NAIROBI
An estimated 2.5 million Ethiopians are suffering from the effects of the drought that has wreaked havoc in the Horn of Africa, Prime Minister Meles Zenawi has said.
"This year, due to the severe danger of drought in several pastoralist areas, particularly in the Somali and Oromiya regional states, not less than 2.5 million people have been exposed to danger," Meles said on Tuesday in his report to parliament on the current economic and political situation in Ethiopia.
The crisis had been exacerbated by difficulties transporting food to the remote Somali region, damaged water wells and low livestock prices, which had fallen by about 60 percent, he said. "In order to alleviate shortage of drinking water, intensified effort is being exerted to repair water wells, drill new ones and transport water in tankers," he said.
According to the United Nations, at least 1.7 million people have been affected by drought in Ethiopia - 1.5 million in the Somali Region and 250,000 in the Borena zone of Oromiya Region, close to the Kenyan border. Humanitarian organisations have estimated that one-third of the boreholes in the southern Borena area had broken down due to lack of spare parts and that patoralists were walking between 40 km and 150 km in search of water in the southeastern Somali Region.

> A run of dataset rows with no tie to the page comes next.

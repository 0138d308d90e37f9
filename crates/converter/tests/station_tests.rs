//! Station sampling against a GeoTIFF prediction raster.

use std::path::{Path, PathBuf};

use converter::{sample_stations, ConverterConfig};
use map_common::{BoundingBox, MapError};
use serde_json::Value;
use test_utils::{create_constant_grid, frascati, stations, write_geotiff, GeoTiffFixture};

// ============================================================================
// Helper functions
// ============================================================================

fn write_inputs(dir: &Path, value: f32, nodata: Option<f64>) -> (PathBuf, PathBuf) {
    let raster = dir.join("2024_01_NO2_interpolated.tif");
    let mut fixture = GeoTiffFixture::utm(
        32600 + frascati::ZONE as u16,
        frascati::ORIGIN_E,
        frascati::ORIGIN_N,
        frascati::PIXEL_SIZE,
        frascati::SIZE,
        frascati::SIZE,
        vec![create_constant_grid(frascati::SIZE, frascati::SIZE, value)],
    );
    if let Some(nodata) = nodata {
        fixture = fixture.with_nodata(nodata);
    }
    write_geotiff(&raster, &fixture).unwrap();

    let station_file = dir.join("stations.geojson");
    std::fs::write(&station_file, stations().to_string()).unwrap();
    (raster, station_file)
}

fn read_features(path: &Path) -> Vec<Value> {
    let text = std::fs::read_to_string(path).unwrap();
    let collection: Value = serde_json::from_str(&text).unwrap();
    collection["features"].as_array().unwrap().clone()
}

fn station_ids(features: &[Value]) -> Vec<&str> {
    features
        .iter()
        .filter_map(|f| f["properties"]["station_id"].as_str())
        .collect()
}

// ============================================================================
// Sampling
// ============================================================================

#[test]
fn test_stations_outside_raster_are_dropped() {
    let dir = tempfile::tempdir().unwrap();
    let (raster, station_file) = write_inputs(dir.path(), 12.5, None);
    let output = dir.path().join("out/stations_with_predictions.geojson");

    let outcome =
        sample_stations(&raster, &station_file, &output, &ConverterConfig::default(), None).unwrap();
    assert!(outcome.is_exact());
    assert_eq!(outcome.value.total, 3);
    assert_eq!(outcome.value.in_bounds, 2);
    assert_eq!(outcome.value.with_prediction, 2);

    let features = read_features(&output);
    assert_eq!(station_ids(&features), vec!["IT001", "IT002"]);
    for feature in &features {
        assert_eq!(feature["properties"]["predicted_value"], 12.5);
        assert!(feature["properties"]["ground_truth_value"].is_number());
    }
}

#[test]
fn test_nodata_becomes_null() {
    let dir = tempfile::tempdir().unwrap();
    let (raster, station_file) = write_inputs(dir.path(), -9999.0, Some(-9999.0));
    let output = dir.path().join("sampled.geojson");

    let report = sample_stations(&raster, &station_file, &output, &ConverterConfig::default(), None)
        .unwrap()
        .value;
    assert_eq!(report.in_bounds, 2);
    assert_eq!(report.with_prediction, 0);
    assert_eq!(report.missing(), 2);

    let features = read_features(&output);
    assert!(features.iter().all(|f| f["properties"]["predicted_value"].is_null()));
}

#[test]
fn test_region_bounds_narrow_the_selection() {
    let dir = tempfile::tempdir().unwrap();
    let (raster, station_file) = write_inputs(dir.path(), 1.0, None);
    let output = dir.path().join("sampled.geojson");

    let mut config = ConverterConfig {
        station_buffer_deg: 0.0,
        ..Default::default()
    };
    config.region_bounds.insert(
        "Frascati".to_string(),
        BoundingBox::new(12.655, 41.805, 12.665, 41.815),
    );

    let report = sample_stations(&raster, &station_file, &output, &config, Some("frascati"))
        .unwrap()
        .value;
    assert_eq!(report.in_bounds, 1);
    assert_eq!(station_ids(&read_features(&output)), vec!["IT001"]);
}

#[test]
fn test_missing_station_file() {
    let dir = tempfile::tempdir().unwrap();
    let (raster, _) = write_inputs(dir.path(), 1.0, None);

    let err = sample_stations(
        &raster,
        &dir.path().join("absent.geojson"),
        &dir.path().join("out.geojson"),
        &ConverterConfig::default(),
        None,
    )
    .unwrap_err();
    assert!(matches!(err, MapError::InputRead { .. }));
}
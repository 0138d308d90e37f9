//! Minimal GeoTIFF writer for test fixtures.
//!
//! Writes uncompressed float32 images with ModelPixelScale, ModelTiepoint,
//! a GeoKey directory and optionally GDAL_NODATA. One, three or four bands
//! are supported (Gray, RGB and RGBA sample layouts).

use std::fs::File;
use std::io::BufWriter;
use std::path::Path;

use tiff::encoder::{colortype, ImageEncoder, TiffEncoder, TiffKind};
use tiff::tags::Tag;

/// What to write.
#[derive(Debug, Clone)]
pub struct GeoTiffFixture {
    pub width: usize,
    pub height: usize,
    /// Row-major bands, `width * height` values each
    pub bands: Vec<Vec<f32>>,
    pub origin_x: f64,
    pub origin_y: f64,
    pub pixel_size: f64,
    /// ProjectedCSTypeGeoKey (e.g. 32633); geographic 4326 when None
    pub epsg: Option<u16>,
    /// GTCitationGeoKey text, written instead of an EPSG code when set
    pub citation: Option<String>,
    pub nodata: Option<f64>,
}

impl GeoTiffFixture {
    pub fn utm(
        epsg: u16,
        origin_x: f64,
        origin_y: f64,
        pixel_size: f64,
        width: usize,
        height: usize,
        bands: Vec<Vec<f32>>,
    ) -> Self {
        Self {
            width,
            height,
            bands,
            origin_x,
            origin_y,
            pixel_size,
            epsg: Some(epsg),
            citation: None,
            nodata: None,
        }
    }

    pub fn with_citation(mut self, citation: &str) -> Self {
        self.epsg = None;
        self.citation = Some(citation.to_string());
        self
    }

    pub fn with_nodata(mut self, nodata: f64) -> Self {
        self.nodata = Some(nodata);
        self
    }

    fn interleaved(&self) -> Vec<f32> {
        let samples = self.bands.len();
        let mut data = Vec::with_capacity(self.width * self.height * samples);
        for i in 0..self.width * self.height {
            for band in &self.bands {
                data.push(band[i]);
            }
        }
        data
    }

    fn geokeys(&self) -> (Vec<u16>, Option<String>) {
        let mut keys: Vec<u16> = vec![1, 1, 0, 0];
        let mut ascii = None;

        match (&self.citation, self.epsg) {
            (Some(citation), _) => {
                keys.extend_from_slice(&[1024, 0, 1, 1]);
                keys.extend_from_slice(&[1025, 0, 1, 1]);
                let text = format!("{}|", citation);
                keys.extend_from_slice(&[1026, 34737, text.len() as u16, 0]);
                ascii = Some(text);
            }
            (None, Some(epsg)) => {
                keys.extend_from_slice(&[1024, 0, 1, 1]);
                keys.extend_from_slice(&[1025, 0, 1, 1]);
                keys.extend_from_slice(&[3072, 0, 1, epsg]);
            }
            (None, None) => {
                keys.extend_from_slice(&[1024, 0, 1, 2]);
                keys.extend_from_slice(&[1025, 0, 1, 1]);
                keys.extend_from_slice(&[2048, 0, 1, 4326]);
            }
        }
        keys[3] = ((keys.len() - 4) / 4) as u16;
        (keys, ascii)
    }
}

/// Write `fixture` to `path`.
pub fn write_geotiff(path: &Path, fixture: &GeoTiffFixture) -> Result<(), Box<dyn std::error::Error>> {
    let expected = fixture.width * fixture.height;
    if fixture.bands.iter().any(|b| b.len() != expected) {
        return Err("band length does not match dimensions".into());
    }

    let file = BufWriter::new(File::create(path)?);
    let mut encoder = TiffEncoder::new(file)?;
    let (w, h) = (fixture.width as u32, fixture.height as u32);
    let data = fixture.interleaved();

    match fixture.bands.len() {
        1 => {
            let mut image = encoder.new_image::<colortype::Gray32Float>(w, h)?;
            write_geo_tags(&mut image, fixture)?;
            image.write_data(&data)?;
        }
        3 => {
            let mut image = encoder.new_image::<colortype::RGB32Float>(w, h)?;
            write_geo_tags(&mut image, fixture)?;
            image.write_data(&data)?;
        }
        4 => {
            let mut image = encoder.new_image::<colortype::RGBA32Float>(w, h)?;
            write_geo_tags(&mut image, fixture)?;
            image.write_data(&data)?;
        }
        n => return Err(format!("{} bands cannot be written", n).into()),
    }
    Ok(())
}

fn write_geo_tags<W, C, K>(
    image: &mut ImageEncoder<'_, W, C, K>,
    fixture: &GeoTiffFixture,
) -> Result<(), Box<dyn std::error::Error>>
where
    W: std::io::Write + std::io::Seek,
    C: colortype::ColorType,
    K: TiffKind,
{
    let dir = image.encoder();
    let scale = [fixture.pixel_size, fixture.pixel_size, 0.0];
    dir.write_tag(Tag::ModelPixelScaleTag, &scale[..])?;
    let tie = [0.0, 0.0, 0.0, fixture.origin_x, fixture.origin_y, 0.0];
    dir.write_tag(Tag::ModelTiepointTag, &tie[..])?;

    let (keys, ascii) = fixture.geokeys();
    dir.write_tag(Tag::GeoKeyDirectoryTag, &keys[..])?;
    if let Some(text) = ascii {
        dir.write_tag(Tag::GeoAsciiParamsTag, text.as_str())?;
    }
    if let Some(nodata) = fixture.nodata {
        dir.write_tag(Tag::GdalNodata, nodata.to_string().as_str())?;
    }
    Ok(())
}
//! Common types shared across the webmap-prep crates.

pub mod affine;
pub mod bbox;
pub mod crs;
pub mod error;
pub mod grid;
pub mod outcome;
pub mod point;

pub use affine::AffineTransform;
pub use bbox::BoundingBox;
pub use crs::{CrsKind, RasterCrs, UtmZone};
pub use error::{MapError, MapResult};
pub use grid::RasterGrid;
pub use outcome::{Degradation, Outcome};
pub use point::{GeographicPoint, ProjectedPoint};
//! Color ramps for normalized scalar grids.

use serde::{Deserialize, Serialize};

/// Color value in RGBA format
#[derive(Debug, Clone, Copy, PartialEq, Eq)]
pub struct Color {
    pub r: u8,
    pub g: u8,
    pub b: u8,
    pub a: u8,
}

impl Color {
    pub fn new(r: u8, g: u8, b: u8, a: u8) -> Self {
        Self { r, g, b, a }
    }

    pub fn opaque(r: u8, g: u8, b: u8) -> Self {
        Self::new(r, g, b, 255)
    }

    pub fn transparent() -> Self {
        Self { r: 0, g: 0, b: 0, a: 0 }
    }
}

/// Linear color interpolation
pub fn interpolate_color(color1: Color, color2: Color, t: f32) -> Color {
    let t = t.max(0.0).min(1.0);
    let t_inv = 1.0 - t;

    Color::new(
        ((color1.r as f32 * t_inv) + (color2.r as f32 * t)) as u8,
        ((color1.g as f32 * t_inv) + (color2.g as f32 * t)) as u8,
        ((color1.b as f32 * t_inv) + (color2.b as f32 * t)) as u8,
        ((color1.a as f32 * t_inv) + (color2.a as f32 * t)) as u8,
    )
}

/// Inferno, sampled at ten evenly spaced stops: black through purple and
/// orange to pale yellow.
const INFERNO_STOPS: [(u8, u8, u8); 10] = [
    (0x00, 0x00, 0x04),
    (0x1B, 0x0C, 0x42),
    (0x4B, 0x0C, 0x6B),
    (0x78, 0x1C, 0x6D),
    (0xA5, 0x2C, 0x60),
    (0xCF, 0x44, 0x46),
    (0xED, 0x69, 0x25),
    (0xFB, 0x9A, 0x06),
    (0xF7, 0xD0, 0x3C),
    (0xFC, 0xFF, 0xA4),
];

/// Named color ramps.
#[derive(Debug, Clone, Copy, PartialEq, Eq, Default, Serialize, Deserialize)]
#[serde(rename_all = "lowercase")]
pub enum Colormap {
    #[default]
    Inferno,
}

impl Colormap {
    pub fn name(&self) -> &'static str {
        match self {
            Colormap::Inferno => "inferno",
        }
    }

    fn stops(&self) -> &'static [(u8, u8, u8)] {
        match self {
            Colormap::Inferno => &INFERNO_STOPS,
        }
    }

    /// Opaque color at position `t` in [0, 1]; `t` is clamped.
    pub fn color_at(&self, t: f32) -> Color {
        let stops = self.stops();
        let last = stops.len() - 1;
        let t = if t.is_nan() { 0.0 } else { t.clamp(0.0, 1.0) };

        let pos = t * last as f32;
        let i = (pos.floor() as usize).min(last);
        if i == last {
            let (r, g, b) = stops[last];
            return Color::opaque(r, g, b);
        }
        let (r0, g0, b0) = stops[i];
        let (r1, g1, b1) = stops[i + 1];
        interpolate_color(
            Color::opaque(r0, g0, b0),
            Color::opaque(r1, g1, b1),
            pos - i as f32,
        )
    }

    pub fn first(&self) -> Color {
        self.color_at(0.0)
    }

    pub fn last(&self) -> Color {
        self.color_at(1.0)
    }
}

impl std::str::FromStr for Colormap {
    type Err = String;

    fn from_str(s: &str) -> Result<Self, Self::Err> {
        match s.to_ascii_lowercase().as_str() {
            "inferno" => Ok(Colormap::Inferno),
            other => Err(format!("unknown colormap '{}'", other)),
        }
    }
}

/// Colorize normalized values into RGBA pixels.
///
/// NaN marks no-data and renders fully transparent.
pub fn render_normalized(normalized: &[f32], colormap: &Colormap) -> Vec<u8> {
    let mut pixels = vec![0u8; normalized.len() * 4];
    for (value, pixel) in normalized.iter().zip(pixels.chunks_exact_mut(4)) {
        let color = if value.is_nan() {
            Color::transparent()
        } else {
            colormap.color_at(*value)
        };
        pixel[0] = color.r;
        pixel[1] = color.g;
        pixel[2] = color.b;
        pixel[3] = color.a;
    }
    pixels
}

#[cfg(test)]
mod tests {
    use super::*;

    #[test]
    fn test_inferno_endpoints() {
        let cmap = Colormap::Inferno;
        assert_eq!(cmap.first(), Color::opaque(0x00, 0x00, 0x04));
        assert_eq!(cmap.last(), Color::opaque(0xFC, 0xFF, 0xA4));
    }

    #[test]
    fn test_inferno_hits_stops() {
        let cmap = Colormap::Inferno;
        for (i, (r, g, b)) in INFERNO_STOPS.iter().enumerate() {
            let t = i as f32 / 9.0;
            let c = cmap.color_at(t);
            // Float rounding may land just below a stop
            assert!((c.r as i32 - *r as i32).abs() <= 1, "stop {}", i);
            assert!((c.g as i32 - *g as i32).abs() <= 1, "stop {}", i);
            assert!((c.b as i32 - *b as i32).abs() <= 1, "stop {}", i);
        }
    }

    #[test]
    fn test_clamping() {
        let cmap = Colormap::Inferno;
        assert_eq!(cmap.color_at(-3.0), cmap.first());
        assert_eq!(cmap.color_at(7.0), cmap.last());
    }

    #[test]
    fn test_render_normalized_nodata_transparent() {
        let pixels = render_normalized(&[0.0, f32::NAN, 1.0], &Colormap::Inferno);
        assert_eq!(&pixels[0..4], &[0, 0, 4, 255]);
        assert_eq!(&pixels[4..8], &[0, 0, 0, 0]);
        assert_eq!(&pixels[8..12], &[252, 255, 164, 255]);
    }
}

Commenting on politics, Meles said that he had given the main opposition party three weeks to take charge of the capital's administration, a responsibility the party boycotted to protest the alleged rigging of parliamentary and local council elections in May 2005. The Coalition for Unity and Democracy (CUD) has until 18 April to take up its responsibility.
"If the elected representatives are unable to assume the administration in accordance with the law [...] a caretaker administration should be put in place for one year," after which new elections would be held, Meles said. The CUD has been divided on whether to assume the running of the City Council.
Opposition-led protests in June and November against alleged polling fraud led to deadly street violence, resulting in the death of at least 84 people and the arrests of thousands.